*** Opening RECORDED DATA ***

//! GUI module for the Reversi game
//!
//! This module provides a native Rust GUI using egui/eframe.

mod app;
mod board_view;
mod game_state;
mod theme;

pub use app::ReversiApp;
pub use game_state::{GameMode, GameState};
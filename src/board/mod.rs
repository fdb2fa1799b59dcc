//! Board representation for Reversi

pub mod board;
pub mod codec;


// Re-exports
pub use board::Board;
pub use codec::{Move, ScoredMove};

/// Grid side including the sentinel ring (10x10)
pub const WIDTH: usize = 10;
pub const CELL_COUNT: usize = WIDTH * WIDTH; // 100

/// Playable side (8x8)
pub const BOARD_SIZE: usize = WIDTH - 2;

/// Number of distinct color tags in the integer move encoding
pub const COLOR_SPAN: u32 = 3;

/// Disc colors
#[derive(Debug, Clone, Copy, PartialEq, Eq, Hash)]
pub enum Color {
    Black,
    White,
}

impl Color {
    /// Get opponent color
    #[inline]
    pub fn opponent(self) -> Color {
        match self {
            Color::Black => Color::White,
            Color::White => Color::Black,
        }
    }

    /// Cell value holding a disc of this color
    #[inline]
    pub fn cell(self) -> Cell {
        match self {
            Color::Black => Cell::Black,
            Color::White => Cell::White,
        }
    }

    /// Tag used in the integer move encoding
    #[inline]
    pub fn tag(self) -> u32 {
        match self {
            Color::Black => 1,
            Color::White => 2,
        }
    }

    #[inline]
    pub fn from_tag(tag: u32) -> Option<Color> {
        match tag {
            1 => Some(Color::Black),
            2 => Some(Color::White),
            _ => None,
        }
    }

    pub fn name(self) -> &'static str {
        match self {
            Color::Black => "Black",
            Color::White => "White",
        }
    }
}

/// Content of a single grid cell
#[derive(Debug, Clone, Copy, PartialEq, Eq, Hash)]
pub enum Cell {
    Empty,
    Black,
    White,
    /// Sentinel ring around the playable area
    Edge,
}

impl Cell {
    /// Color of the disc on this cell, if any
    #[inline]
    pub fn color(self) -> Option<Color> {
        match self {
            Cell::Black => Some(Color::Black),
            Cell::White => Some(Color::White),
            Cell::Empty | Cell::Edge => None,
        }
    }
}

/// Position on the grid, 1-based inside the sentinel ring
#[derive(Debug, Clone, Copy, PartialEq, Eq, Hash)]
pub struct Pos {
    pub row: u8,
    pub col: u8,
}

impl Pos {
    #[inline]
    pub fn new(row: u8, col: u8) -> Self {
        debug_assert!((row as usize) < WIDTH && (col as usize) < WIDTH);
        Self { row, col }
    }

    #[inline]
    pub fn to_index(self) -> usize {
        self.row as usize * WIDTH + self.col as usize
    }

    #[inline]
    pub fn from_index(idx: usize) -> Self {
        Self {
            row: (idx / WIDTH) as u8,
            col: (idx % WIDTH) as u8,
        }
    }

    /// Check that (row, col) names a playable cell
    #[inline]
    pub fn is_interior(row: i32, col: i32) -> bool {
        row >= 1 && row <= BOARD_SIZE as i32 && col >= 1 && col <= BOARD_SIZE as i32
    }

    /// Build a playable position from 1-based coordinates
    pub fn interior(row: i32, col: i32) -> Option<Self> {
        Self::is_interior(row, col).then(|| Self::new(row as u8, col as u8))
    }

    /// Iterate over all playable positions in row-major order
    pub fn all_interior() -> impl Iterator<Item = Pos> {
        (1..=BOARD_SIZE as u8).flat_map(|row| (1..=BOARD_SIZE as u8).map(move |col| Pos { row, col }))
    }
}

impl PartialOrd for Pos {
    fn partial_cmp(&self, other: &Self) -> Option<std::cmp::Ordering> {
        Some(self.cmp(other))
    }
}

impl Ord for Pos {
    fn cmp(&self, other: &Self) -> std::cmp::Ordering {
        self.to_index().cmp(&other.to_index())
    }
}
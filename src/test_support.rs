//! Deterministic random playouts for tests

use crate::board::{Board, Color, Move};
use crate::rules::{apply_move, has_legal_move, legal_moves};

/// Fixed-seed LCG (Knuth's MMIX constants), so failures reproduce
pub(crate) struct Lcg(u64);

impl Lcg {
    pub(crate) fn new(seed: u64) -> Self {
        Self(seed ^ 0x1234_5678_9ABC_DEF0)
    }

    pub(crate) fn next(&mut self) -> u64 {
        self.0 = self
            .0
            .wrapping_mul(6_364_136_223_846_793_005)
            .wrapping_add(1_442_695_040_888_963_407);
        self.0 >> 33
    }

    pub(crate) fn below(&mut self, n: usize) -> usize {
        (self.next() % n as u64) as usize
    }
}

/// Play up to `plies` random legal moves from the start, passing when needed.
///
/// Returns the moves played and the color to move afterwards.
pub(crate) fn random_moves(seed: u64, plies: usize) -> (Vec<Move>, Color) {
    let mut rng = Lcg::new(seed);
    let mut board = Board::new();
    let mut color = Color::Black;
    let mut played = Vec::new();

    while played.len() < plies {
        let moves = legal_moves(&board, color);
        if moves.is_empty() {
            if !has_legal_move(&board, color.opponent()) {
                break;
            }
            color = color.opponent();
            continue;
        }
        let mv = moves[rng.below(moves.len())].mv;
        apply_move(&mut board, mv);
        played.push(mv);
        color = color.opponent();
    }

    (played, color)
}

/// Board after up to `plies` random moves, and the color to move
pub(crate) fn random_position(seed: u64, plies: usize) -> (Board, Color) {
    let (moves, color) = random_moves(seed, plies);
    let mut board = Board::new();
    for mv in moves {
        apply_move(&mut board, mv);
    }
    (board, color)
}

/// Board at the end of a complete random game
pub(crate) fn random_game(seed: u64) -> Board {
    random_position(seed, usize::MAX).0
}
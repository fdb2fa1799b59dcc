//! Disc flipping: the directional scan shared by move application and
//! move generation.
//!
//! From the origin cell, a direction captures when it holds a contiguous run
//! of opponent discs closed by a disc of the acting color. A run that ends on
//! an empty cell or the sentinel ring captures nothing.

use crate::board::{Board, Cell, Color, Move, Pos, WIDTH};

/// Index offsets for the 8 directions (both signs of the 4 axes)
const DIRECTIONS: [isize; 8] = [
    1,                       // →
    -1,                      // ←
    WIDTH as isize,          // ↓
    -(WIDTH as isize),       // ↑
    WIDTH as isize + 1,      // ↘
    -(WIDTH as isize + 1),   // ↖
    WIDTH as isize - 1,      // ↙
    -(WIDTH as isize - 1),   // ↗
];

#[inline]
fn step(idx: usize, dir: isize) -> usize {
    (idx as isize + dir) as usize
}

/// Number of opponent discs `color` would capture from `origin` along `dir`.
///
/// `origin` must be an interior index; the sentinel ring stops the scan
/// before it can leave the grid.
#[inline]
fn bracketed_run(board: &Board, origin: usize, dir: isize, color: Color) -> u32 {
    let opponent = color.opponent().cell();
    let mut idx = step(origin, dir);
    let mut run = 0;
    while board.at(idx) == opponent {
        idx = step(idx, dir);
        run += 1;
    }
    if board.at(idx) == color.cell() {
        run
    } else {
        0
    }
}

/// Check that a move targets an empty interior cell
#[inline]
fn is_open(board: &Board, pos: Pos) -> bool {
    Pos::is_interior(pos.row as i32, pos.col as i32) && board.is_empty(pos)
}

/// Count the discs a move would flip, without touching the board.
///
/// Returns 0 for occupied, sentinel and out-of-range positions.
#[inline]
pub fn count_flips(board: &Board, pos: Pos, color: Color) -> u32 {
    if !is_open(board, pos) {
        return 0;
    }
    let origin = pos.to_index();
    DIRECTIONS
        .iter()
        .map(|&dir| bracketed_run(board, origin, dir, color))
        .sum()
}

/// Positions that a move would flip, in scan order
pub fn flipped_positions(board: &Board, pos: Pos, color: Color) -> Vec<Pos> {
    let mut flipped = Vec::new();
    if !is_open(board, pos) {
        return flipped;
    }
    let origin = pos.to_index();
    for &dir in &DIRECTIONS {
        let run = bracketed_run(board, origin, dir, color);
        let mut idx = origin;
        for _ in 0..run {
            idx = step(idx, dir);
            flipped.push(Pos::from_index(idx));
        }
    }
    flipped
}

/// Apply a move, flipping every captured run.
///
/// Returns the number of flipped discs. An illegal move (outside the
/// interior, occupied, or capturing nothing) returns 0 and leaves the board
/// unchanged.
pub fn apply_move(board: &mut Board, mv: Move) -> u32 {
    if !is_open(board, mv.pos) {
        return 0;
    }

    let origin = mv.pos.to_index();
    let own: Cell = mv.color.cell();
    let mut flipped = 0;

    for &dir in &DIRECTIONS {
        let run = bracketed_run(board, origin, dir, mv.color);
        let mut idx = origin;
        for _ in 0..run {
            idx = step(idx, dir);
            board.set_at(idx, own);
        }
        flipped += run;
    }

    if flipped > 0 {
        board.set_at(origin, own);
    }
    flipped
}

*** Closing RECORDED DATA ***

§ **WHAT NEEDS TO BE DONE**
In the listing above, find the lines holding the word "opponent" and copy them.

§ **RESPONSE**
    /// Get opponent color
    pub fn opponent(self) -> Color {
            if !has_legal_move(&board, color.opponent()) {
            color = color.opponent();
        color = color.opponent();
//! of opponent discs closed by a disc of the acting color. A run that ends on
/// Number of opponent discs `color` would capture from `origin` along `dir`.
    let opponent = color.opponent().cell();
    while board.at(idx) == opponent {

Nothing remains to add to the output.